Controversy was stirred by the fiction nominees. Franzen’s novel, one of the most talked-about books of the year, didn’t make the list, made up by a panel of five fellow writers. His last novel, “The Corrections,” won the National Book Award in 2001.

This year’s highest-profile fiction nominee is Peter Carey, with “Parrot and Olivier in America.” The others include the critically acclaimed Nicole Krauss for “Great House,” the under-recognized Lionel Shriver for “So Much for That” and two under-the-radar novelists, UC Santa Cruz professor Karen Tei Yamashita for “I Hotel” and Jaimy Gordon for “Lord of Misrule.”

For writers like these, being a finalist for the National Book Awards can make a tremendous difference.

“It didn’t change the way that I felt about my work, but I do know that it changed the way other people felt about my work,” said Elizabeth McCracken, a 1996 finalist. “And that was a great gift.”
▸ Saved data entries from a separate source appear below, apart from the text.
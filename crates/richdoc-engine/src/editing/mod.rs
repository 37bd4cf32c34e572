/*!
 * # Edit Transaction Layer
 *
 * Every change that external editing logic makes to a [`Document`] goes
 * through a command.
 *
 * ## Architecture Overview
 *
 * ### 1. Commands
 * - A command implements [`EditCommand`]. The built-in ones are the variants
 *   of [`Cmd`]; any `Fn(&mut Transaction<'_>) -> Result<(), DocumentError>`
 *   closure is a command too
 * - A command reads the document through the transaction and mutates only
 *   through it
 *
 * ### 2. Transactions
 * - [`Document::execute`] opens a [`Transaction`] and batches the store's
 *   change notifications while the command runs
 * - On success, observers get exactly one notification (none if nothing
 *   changed) and the caller gets a [`Patch`]
 * - On failure, a journal of every sub-edit is replayed backwards so the
 *   document is left exactly as it was, and nobody is notified
 *
 * ### 3. No re-entrancy
 * - The transaction holds the only mutable borrow of the document, so a
 *   command cannot start another command
 *
 * ## Module Structure
 *
 * - **`commands`**: the `Cmd` enum and its implementation
 * - **`transaction`**: `EditCommand`, `Transaction` and the execute loop
 * - **`patch`**: what a successful command reports back
 *
 * ## Usage Pattern
 *
 * ```rust
 * use richdoc_engine::document::{Document, DocumentNode, DocumentPosition};
 * use richdoc_engine::editing::Cmd;
 *
 * let node = DocumentNode::paragraph("Hello");
 * let id = node.id();
 * let mut doc = Document::from_nodes([node]).unwrap();
 *
 * let patch = doc
 *     .execute(&Cmd::InsertText {
 *         position: DocumentPosition::text(id, 5),
 *         text: ", world".to_string(),
 *         attributions: None,
 *     })
 *     .unwrap();
 *
 * assert_eq!(patch.changed, vec![id]);
 * assert_eq!(patch.new_selection, Some(DocumentPosition::text(id, 12)));
 * ```
 *
 * [`Document`]: crate::document::Document
 * [`Document::execute`]: crate::document::Document::execute
 * [`DocumentError`]: crate::error::DocumentError
 */

pub mod commands;
pub mod patch;
pub mod transaction;

pub use commands::Cmd;
pub use patch::Patch;
pub use transaction::{EditCommand, Transaction};
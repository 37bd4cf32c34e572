use criterion::{Criterion, criterion_group, criterion_main};
use richdoc_engine::{Cmd, DocumentNode, DocumentPosition};
use std::hint::black_box;
mod common;

fn bench_lookups(c: &mut Criterion) {
    let mut group = c.benchmark_group("document_lookups");
    group.sample_size(20);

    let doc = common::generate_document(1_000);
    let last = doc.last_node().map(DocumentNode::id).unwrap();

    group.bench_function("index_by_id_cached", |b| {
        b.iter(|| black_box(doc.get_node_index_by_id(black_box(last))));
    });

    group.finish();
}

fn bench_structural_edits(c: &mut Criterion) {
    let mut group = c.benchmark_group("document_edits");
    group.sample_size(20);

    group.bench_function("insert_then_lookup", |b| {
        let mut doc = common::generate_document(1_000);
        let last = doc.last_node().map(DocumentNode::id).unwrap();
        b.iter(|| {
            doc.insert_node_at(0, DocumentNode::paragraph("new")).unwrap();
            black_box(doc.get_node_index_by_id(last));
            doc.delete_node_at(0).unwrap();
        });
    });

    group.bench_function("insert_text_command", |b| {
        let mut doc = common::generate_document(100);
        let id = doc.first_node().map(DocumentNode::id).unwrap();
        b.iter(|| {
            let patch = doc
                .execute(&Cmd::InsertText {
                    position: DocumentPosition::text(id, 0),
                    text: black_box("x".to_string()),
                    attributions: None,
                })
                .unwrap();
            black_box(patch);
        });
    });

    group.finish();
}

criterion_group!(benches, bench_lookups, bench_structural_edits);
criterion_main!(benches);
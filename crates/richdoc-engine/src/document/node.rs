use std::fmt;

use serde::{Deserialize, Serialize};
use uuid::Uuid;

use crate::document::observers::{Listeners, SubscriptionId};
use crate::error::DocumentError;
use crate::text::AttributedText;

/// Stable identity of a node, unique within a document.
#[derive(Debug, Clone, Copy, PartialEq, Eq, Hash, PartialOrd, Ord, Serialize, Deserialize)]
#[serde(transparent)]
pub struct NodeId(Uuid);

impl NodeId {
    /// A fresh random (v4) id.
    pub fn new() -> Self {
        Self(Uuid::new_v4())
    }

    pub fn from_uuid(uuid: Uuid) -> Self {
        Self(uuid)
    }

    pub fn as_uuid(&self) -> &Uuid {
        &self.0
    }
}

impl Default for NodeId {
    fn default() -> Self {
        Self::new()
    }
}

impl From<Uuid> for NodeId {
    fn from(uuid: Uuid) -> Self {
        Self(uuid)
    }
}

impl fmt::Display for NodeId {
    fn fmt(&self, f: &mut fmt::Formatter<'_>) -> fmt::Result {
        self.0.fmt(f)
    }
}

/// How a text block is presented.
#[derive(Debug, Clone, Copy, PartialEq, Eq, Default, Serialize, Deserialize)]
#[serde(rename_all = "snake_case")]
pub enum BlockType {
    #[default]
    Paragraph,
    Heading(u8),
    Blockquote,
    CodeBlock,
}

#[derive(Debug, Clone, Copy, PartialEq, Eq, Serialize, Deserialize)]
#[serde(rename_all = "snake_case")]
pub enum ListItemKind {
    Ordered,
    Unordered,
}

/// What a node holds.
#[derive(Debug, Clone, PartialEq, Eq, Serialize, Deserialize)]
#[serde(tag = "kind", rename_all = "snake_case")]
pub enum NodeContent {
    Paragraph {
        text: AttributedText,
        #[serde(default)]
        block_type: BlockType,
    },
    ListItem {
        item_kind: ListItemKind,
        #[serde(default)]
        indent: usize,
        text: AttributedText,
    },
    HorizontalRule,
    Image {
        url: String,
        #[serde(default)]
        alt_text: String,
    },
}

impl NodeContent {
    pub fn paragraph(text: impl Into<AttributedText>) -> Self {
        Self::Paragraph {
            text: text.into(),
            block_type: BlockType::Paragraph,
        }
    }

    pub fn heading(level: u8, text: impl Into<AttributedText>) -> Self {
        Self::Paragraph {
            text: text.into(),
            block_type: BlockType::Heading(level),
        }
    }

    pub fn list_item(item_kind: ListItemKind, text: impl Into<AttributedText>) -> Self {
        Self::ListItem {
            item_kind,
            indent: 0,
            text: text.into(),
        }
    }

    pub fn image(url: impl Into<String>, alt_text: impl Into<String>) -> Self {
        Self::Image {
            url: url.into(),
            alt_text: alt_text.into(),
        }
    }

    /// The text of a text-bearing node.
    pub fn text(&self) -> Option<&AttributedText> {
        match self {
            Self::Paragraph { text, .. } | Self::ListItem { text, .. } => Some(text),
            Self::HorizontalRule | Self::Image { .. } => None,
        }
    }

    pub fn text_mut(&mut self) -> Option<&mut AttributedText> {
        match self {
            Self::Paragraph { text, .. } | Self::ListItem { text, .. } => Some(text),
            Self::HorizontalRule | Self::Image { .. } => None,
        }
    }

    /// Content for the node created when this one is split, holding `text`.
    ///
    /// List items continue as list items at the same indent; headings are
    /// followed by a plain paragraph.
    pub fn continuation(&self, text: AttributedText) -> Option<NodeContent> {
        match self {
            Self::Paragraph {
                block_type: BlockType::Heading(_),
                ..
            } => Some(Self::paragraph(text)),
            Self::Paragraph { block_type, .. } => Some(Self::Paragraph {
                text,
                block_type: *block_type,
            }),
            Self::ListItem {
                item_kind, indent, ..
            } => Some(Self::ListItem {
                item_kind: *item_kind,
                indent: *indent,
                text,
            }),
            Self::HorizontalRule | Self::Image { .. } => None,
        }
    }
}

/// One block of the document.
///
/// Content equivalence ignores the id. A node carries its own listener list;
/// [`edit`](Self::edit) and [`edit_text`](Self::edit_text) fire it after
/// mutating the content in place. Cloning a node copies id and content but
/// not listeners.
pub struct DocumentNode {
    id: NodeId,
    content: NodeContent,
    listeners: Listeners,
    /// The owning store's forwarder, while the node is in a store.
    pub(crate) forwarder_subscription: Option<SubscriptionId>,
}

impl DocumentNode {
    pub fn new(content: NodeContent) -> Self {
        Self::with_id(NodeId::new(), content)
    }

    pub fn with_id(id: NodeId, content: NodeContent) -> Self {
        Self {
            id,
            content,
            listeners: Listeners::default(),
            forwarder_subscription: None,
        }
    }

    pub fn paragraph(text: impl Into<AttributedText>) -> Self {
        Self::new(NodeContent::paragraph(text))
    }

    pub fn id(&self) -> NodeId {
        self.id
    }

    pub fn content(&self) -> &NodeContent {
        &self.content
    }

    pub fn text(&self) -> Option<&AttributedText> {
        self.content.text()
    }

    pub fn has_equivalent_content(&self, other: &DocumentNode) -> bool {
        self.content == other.content
    }

    /// Mutates the content and notifies this node's listeners.
    pub fn edit<R>(&mut self, f: impl FnOnce(&mut NodeContent) -> R) -> R {
        let result = f(&mut self.content);
        self.listeners.notify();
        result
    }

    /// Mutates the text of a text-bearing node. Listeners are notified only
    /// when `f` succeeds.
    pub fn edit_text<R, E>(
        &mut self,
        f: impl FnOnce(&mut AttributedText) -> Result<R, E>,
    ) -> Result<R, DocumentError>
    where
        DocumentError: From<E>,
    {
        let id = self.id;
        let text = self
            .content
            .text_mut()
            .ok_or(DocumentError::NotATextNode(id))?;
        let result = f(text)?;
        self.listeners.notify();
        Ok(result)
    }

    pub fn subscribe(&mut self, listener: impl FnMut() + 'static) -> SubscriptionId {
        self.listeners.subscribe(listener)
    }

    pub fn unsubscribe(&mut self, id: SubscriptionId) -> bool {
        self.listeners.unsubscribe(id)
    }

    /// Content access that does not notify; pair with [`notify`](Self::notify).
    pub(crate) fn content_mut(&mut self) -> &mut NodeContent {
        &mut self.content
    }

    pub(crate) fn notify(&mut self) {
        self.listeners.notify();
    }

    /// Swaps the content without notifying.
    pub(crate) fn replace_content(&mut self, content: NodeContent) -> NodeContent {
        std::mem::replace(&mut self.content, content)
    }
}

impl Clone for DocumentNode {
    fn clone(&self) -> Self {
        Self::with_id(self.id, self.content.clone())
    }
}

impl fmt::Debug for DocumentNode {
    fn fmt(&self, f: &mut fmt::Formatter<'_>) -> fmt::Result {
        f.debug_struct("DocumentNode")
            .field("id", &self.id)
            .field("content", &self.content)
            .finish()
    }
}
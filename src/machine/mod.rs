//! # Machine
//!
//! Executes a loaded [`crate::asm::instr::Instruction`] array against an
//! input string. Two variants share almost everything but diverge on one
//! opcode: [`linear`] halts the whole run on the first failed `BE`;
//! [`backtracking`] rewinds to the enclosing rule's call site and lets it
//! try another alternative. Both share the primitive recognizers and frame
//! bookkeeping defined here.

pub mod backtracking;
pub mod linear;

/// Max nested `CLL` frames before execution aborts (`MAXFRAMES` in the
/// original C).
pub const MAX_FRAMES: usize = 64;

/// Max bytes a single primitive match (`TST`/`ID`/`NUM`/`SR`) may consume.
pub const MAX_TOKEN_LEN: usize = 256;

/// Per-call bookkeeping for one active `CLL`. `lab1`/`lab2` back the `GN1`
/// and `GN2` opcodes: a rule that never uses `*1`/`*2` never allocates one.
#[derive(Debug, Clone, Default)]
pub struct Frame {
    pub ret_addr: usize,
    pub lab1: Option<u32>,
    pub lab2: Option<u32>,
}

/// A byte cursor over the input buffer, tracking the line number for
/// diagnostics the way the original machines' `skip_white` does.
pub struct InputCursor<'a> {
    bytes: &'a [u8],
    pos: usize,
    pub line: usize,
}

impl<'a> InputCursor<'a> {
    pub fn new(input: &'a str) -> Self {
        Self { bytes: input.as_bytes(), pos: 0, line: 1 }
    }

    fn peek(&self) -> Option<u8> {
        self.bytes.get(self.pos).copied()
    }

    fn advance(&mut self) -> Option<u8> {
        let b = self.peek()?;
        self.pos += 1;
        if b == b'\n' {
            self.line += 1;
        }
        Some(b)
    }

    /// Skip whitespace, counting newlines.
    pub fn skip_white(&mut self) {
        while matches!(self.peek(), Some(b) if (b as char).is_whitespace()) {
            self.advance();
        }
    }

    pub fn pos(&self) -> usize {
        self.pos
    }

    pub fn seek(&mut self, pos: usize, line: usize) {
        self.pos = pos;
        self.line = line;
    }
}

/// Result of a primitive recognizer: whether it matched, and — if so — the
/// text it consumed (destined for `lastbuf`).
struct Match {
    ok: bool,
    text: String,
}

fn match_tst(cursor: &mut InputCursor, literal: &str) -> Match {
    cursor.skip_white();
    let start = cursor.pos();
    let start_line = cursor.line;
    let mut matched = true;
    for expected in literal.bytes() {
        if cursor.peek() == Some(expected) {
            cursor.advance();
        } else {
            matched = false;
            break;
        }
    }
    if matched {
        Match { ok: true, text: literal.to_string() }
    } else {
        cursor.seek(start, start_line);
        Match { ok: false, text: String::new() }
    }
}

fn match_id(cursor: &mut InputCursor) -> Match {
    cursor.skip_white();
    let mut text = String::new();
    match cursor.peek() {
        Some(b) if (b as char).is_ascii_alphabetic() => {
            text.push(cursor.advance().unwrap() as char);
        }
        _ => return Match { ok: false, text },
    }
    while matches!(cursor.peek(), Some(b) if (b as char).is_ascii_alphanumeric()) {
        text.push(cursor.advance().unwrap() as char);
    }
    Match { ok: true, text }
}

fn match_num(cursor: &mut InputCursor) -> Match {
    cursor.skip_white();
    let mut text = String::new();
    match cursor.peek() {
        Some(b) if (b as char).is_ascii_digit() => {
            text.push(cursor.advance().unwrap() as char);
        }
        _ => return Match { ok: false, text },
    }
    while matches!(cursor.peek(), Some(b) if (b as char).is_ascii_digit()) {
        text.push(cursor.advance().unwrap() as char);
    }
    Match { ok: true, text }
}

fn match_sr(cursor: &mut InputCursor) -> Match {
    cursor.skip_white();
    let mut text = String::new();
    if cursor.peek() != Some(b'\'') {
        return Match { ok: false, text };
    }
    let start = cursor.pos();
    let start_line = cursor.line;
    text.push(cursor.advance().unwrap() as char);
    while !matches!(cursor.peek(), None | Some(b'\'') | Some(b'\n')) {
        text.push(cursor.advance().unwrap() as char);
    }
    if cursor.peek() == Some(b'\'') {
        text.push(cursor.advance().unwrap() as char);
        Match { ok: true, text }
    } else {
        cursor.seek(start, start_line);
        Match { ok: false, text: String::new() }
    }
}

fn check_token_len(text: &str) -> Result<(), crate::error::RuntimeError> {
    if text.len() > MAX_TOKEN_LEN {
        Err(crate::error::RuntimeError::TokenTooLong { max: MAX_TOKEN_LEN })
    } else {
        Ok(())
    }
}

pub(crate) use match_id as recognize_id;
pub(crate) use match_num as recognize_num;
pub(crate) use match_sr as recognize_sr;
pub(crate) use match_tst as recognize_tst;
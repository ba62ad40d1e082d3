//! `meta2vm` — loads a META II assembly listing and runs it against an
//! input file.
//!
//! Usage: `meta2vm [--backtrack] <code-path> <input-path>`. The linear
//! machine is used unless `--backtrack` selects the backtracking variant.
//! Emitted output is written to standard output; a load or runtime error is
//! reported to standard error and the process exits non-zero.

use std::env;
use std::fs;
use std::process::ExitCode;

use meta2::asm::loader::load;
use meta2::machine::backtracking::BacktrackingMachine;
use meta2::machine::linear::LinearMachine;

fn main() -> ExitCode {
    env_logger::init();

    let prog_name = env::args().next().unwrap_or_else(|| "meta2vm".to_string());
    let mut backtrack = false;
    let mut positional = Vec::new();
    for arg in env::args().skip(1) {
        if arg == "--backtrack" {
            backtrack = true;
        } else {
            positional.push(arg);
        }
    }

    let (Some(code_path), Some(input_path)) = (positional.first(), positional.get(1)) else {
        eprintln!("usage: {prog_name} [--backtrack] <code-path> <input-path>");
        return ExitCode::FAILURE;
    };

    log::debug!("loading assembly from {code_path}");
    let assembly = match fs::read_to_string(code_path) {
        Ok(s) => s,
        Err(e) => {
            eprintln!("{prog_name}: cannot read code file `{code_path}': {e}");
            return ExitCode::FAILURE;
        }
    };
    let program = match load(&assembly) {
        Ok(p) => p,
        Err(e) => {
            eprintln!("{prog_name}: {code_path}: error: {e}");
            return ExitCode::FAILURE;
        }
    };
    if program.entry_point().is_none() {
        eprintln!("{prog_name}: code file `{code_path}' does not begin with ADR instruction");
        return ExitCode::FAILURE;
    }

    log::debug!("reading input from {input_path}");
    let input = match fs::read_to_string(input_path) {
        Ok(s) => s,
        Err(e) => {
            eprintln!("{prog_name}: cannot read input file `{input_path}': {e}");
            return ExitCode::FAILURE;
        }
    };

    let mut out = String::new();
    log::debug!("executing ({} machine)", if backtrack { "backtracking" } else { "linear" });
    let result = if backtrack {
        BacktrackingMachine::new(&program).run(&input, &mut out)
    } else {
        LinearMachine::new(&program).run(&input, &mut out)
    };

    print!("{out}");
    match result {
        Ok(()) => ExitCode::SUCCESS,
        Err(e) => {
            eprintln!("{prog_name}: {input_path}: {e}");
            ExitCode::FAILURE
        }
    }
}
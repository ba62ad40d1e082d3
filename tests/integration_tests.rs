//! End-to-end tests exercising the full grammar -> assembly -> program ->
//! execution pipeline, one per scenario traced against the reference META
//! II compiler/machine sources.

use meta2::asm::loader::load;
use meta2::compiler::compile;
use meta2::error::RuntimeError;
use meta2::machine::backtracking::BacktrackingMachine;
use meta2::machine::linear::LinearMachine;

fn build(grammar: &str) -> meta2::asm::loader::Program {
    let asm = compile(grammar).expect("grammar should compile");
    load(&asm).expect("assembly should load")
}

/// S1 — minimal grammar: a bare `.EMPTY` body still carries the BF/label
/// pair every `EX2` alternative emits; nothing in the original compiler
/// special-cases a single-term body.
#[test]
fn s1_minimal_grammar_emission() {
    let asm = compile(".SYNTAX A A = .EMPTY .,  .END").unwrap();
    assert_eq!(
        asm,
        "\tADR A\n\
         A\n\
         \tSET\n\
         \tBF L1\n\
         L1\n\
         L2\n\
         \tR\n\
         \tEND\n"
    );
}

/// S2 — literal match. A rule whose body is a single bare term never emits
/// a `BE`, so a mismatch does not raise a diagnostic; it falls straight
/// through to `R` with `res` left false and unobserved. This is a faithful
/// property of the original compiler's naive code generation, not a defect:
/// only a body with at least two concatenated terms (or a nested `CLL`)
/// ever reaches the checkpoint that can fail. See S6 for that case.
#[test]
fn s2_literal_match_success() {
    let program = build(".SYNTAX A  A = 'x' .,  .END");
    let mut out = String::new();
    LinearMachine::new(&program).run("x", &mut out).unwrap();
    assert_eq!(out, "");

    let mut out = String::new();
    BacktrackingMachine::new(&program).run("x", &mut out).unwrap();
    assert_eq!(out, "");
}

#[test]
fn s2_literal_mismatch_has_no_checkpoint_to_fail() {
    let program = build(".SYNTAX A  A = 'x' .,  .END");
    let mut out = String::new();
    LinearMachine::new(&program).run("y", &mut out).unwrap();
    assert_eq!(out, "");
}

/// S3 — alternation with output. Same caveat as S2: each alternative here
/// is a single bare term, so neither has a `BE`; a run matching neither
/// literal still returns cleanly having emitted nothing.
#[test]
fn s3_alternation_with_output() {
    let program = build(".SYNTAX A  A = 'x' .OUT('X') / 'y' .OUT('Y') .,  .END");

    let mut out = String::new();
    LinearMachine::new(&program).run("x", &mut out).unwrap();
    assert_eq!(out, "\tX\n");

    let mut out = String::new();
    LinearMachine::new(&program).run("y", &mut out).unwrap();
    assert_eq!(out, "\tY\n");

    let mut out = String::new();
    LinearMachine::new(&program).run("z", &mut out).unwrap();
    assert_eq!(out, "");
}

/// S4 — iteration. `$'x'` always succeeds (the trailing unconditional
/// `SET` absorbs the terminating mismatch); it just consumes as many
/// leading `x`s as present.
#[test]
fn s4_iteration_always_succeeds() {
    let program = build(".SYNTAX A A = $'x' .,  .END");

    for input in ["", "xxx", "xy"] {
        let mut out = String::new();
        LinearMachine::new(&program).run(input, &mut out).unwrap();
        assert_eq!(out, "");
    }
}

/// S5 — synthetic labels. Two `*1` emissions within one call's frame share
/// a label; a second, separate `CLL` into the same rule allocates a fresh
/// one from the shared, monotonic label counter.
#[test]
fn s5_synthetic_labels_stable_within_frame_fresh_across_calls() {
    let program = build(
        ".SYNTAX P \
         P = T T .,  \
         T = .ID .OUT(*1) .,  \
         .END",
    );
    let mut out = String::new();
    LinearMachine::new(&program).run("foo bar", &mut out).unwrap();
    assert_eq!(out, "\tL1\n\tL2\n");
}

/// S6 — backtracking rewind. The first alternative matches its opening
/// literal, emits output, then fails on a second literal. The backtracking
/// machine discards that output and the second alternative proceeds from
/// the original input position; the linear machine instead terminates with
/// a syntax error, output already committed.
#[test]
fn s6_backtracking_discards_failed_alternative_output() {
    let program = build(
        ".SYNTAX S \
         S = T / 'A' .,  \
         T = 'A' .OUT('X') 'B' .,  \
         .END",
    );

    let mut out = String::new();
    BacktrackingMachine::new(&program).run("AC", &mut out).unwrap();
    assert_eq!(out, "", "a failed alternative's output must not survive the rewind");
}

#[test]
fn s6_linear_commits_output_before_failing() {
    let program = build(
        ".SYNTAX S \
         S = T / 'A' .,  \
         T = 'A' .OUT('X') 'B' .,  \
         .END",
    );

    let mut out = String::new();
    let err = LinearMachine::new(&program).run("AC", &mut out).unwrap_err();
    assert!(matches!(err, RuntimeError::SyntaxError { .. }));
    assert_eq!(out, "\tX\n", "output already written stays written on the linear machine");
}

#[test]
fn rejects_program_with_unknown_mnemonic() {
    let err = load("\tFOO\n").unwrap_err();
    assert!(err.to_string().contains("unknown mnemonic"));
}

#[test]
fn rejects_grammar_with_unrecognized_dot_keyword() {
    let err = compile(".SYNTAX A A = .BOGUS .,  .END").unwrap_err();
    assert!(err.to_string().contains("unrecognized"));
}

#[test]
fn full_pipeline_round_trip_through_a_two_rule_grammar() {
    let grammar = ".SYNTAX GREETING \
                   GREETING = 'hello' .OUT('greeted') .,  \
                   .END";
    let program = build(grammar);
    let mut out = String::new();
    LinearMachine::new(&program).run("hello", &mut out).unwrap();
    assert_eq!(out, "\tgreeted\n");
}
Of the selection process, Laura Miller, the book critic of Salon.com, noted: “People who write literary fiction tend to be in a kind of insular world that they believe is the whole culture, when it’s just a tiny province. And novelists tend to use the awards to correct what they feel are injustices, which becomes more important than helping readers find the exceptional book of the year.”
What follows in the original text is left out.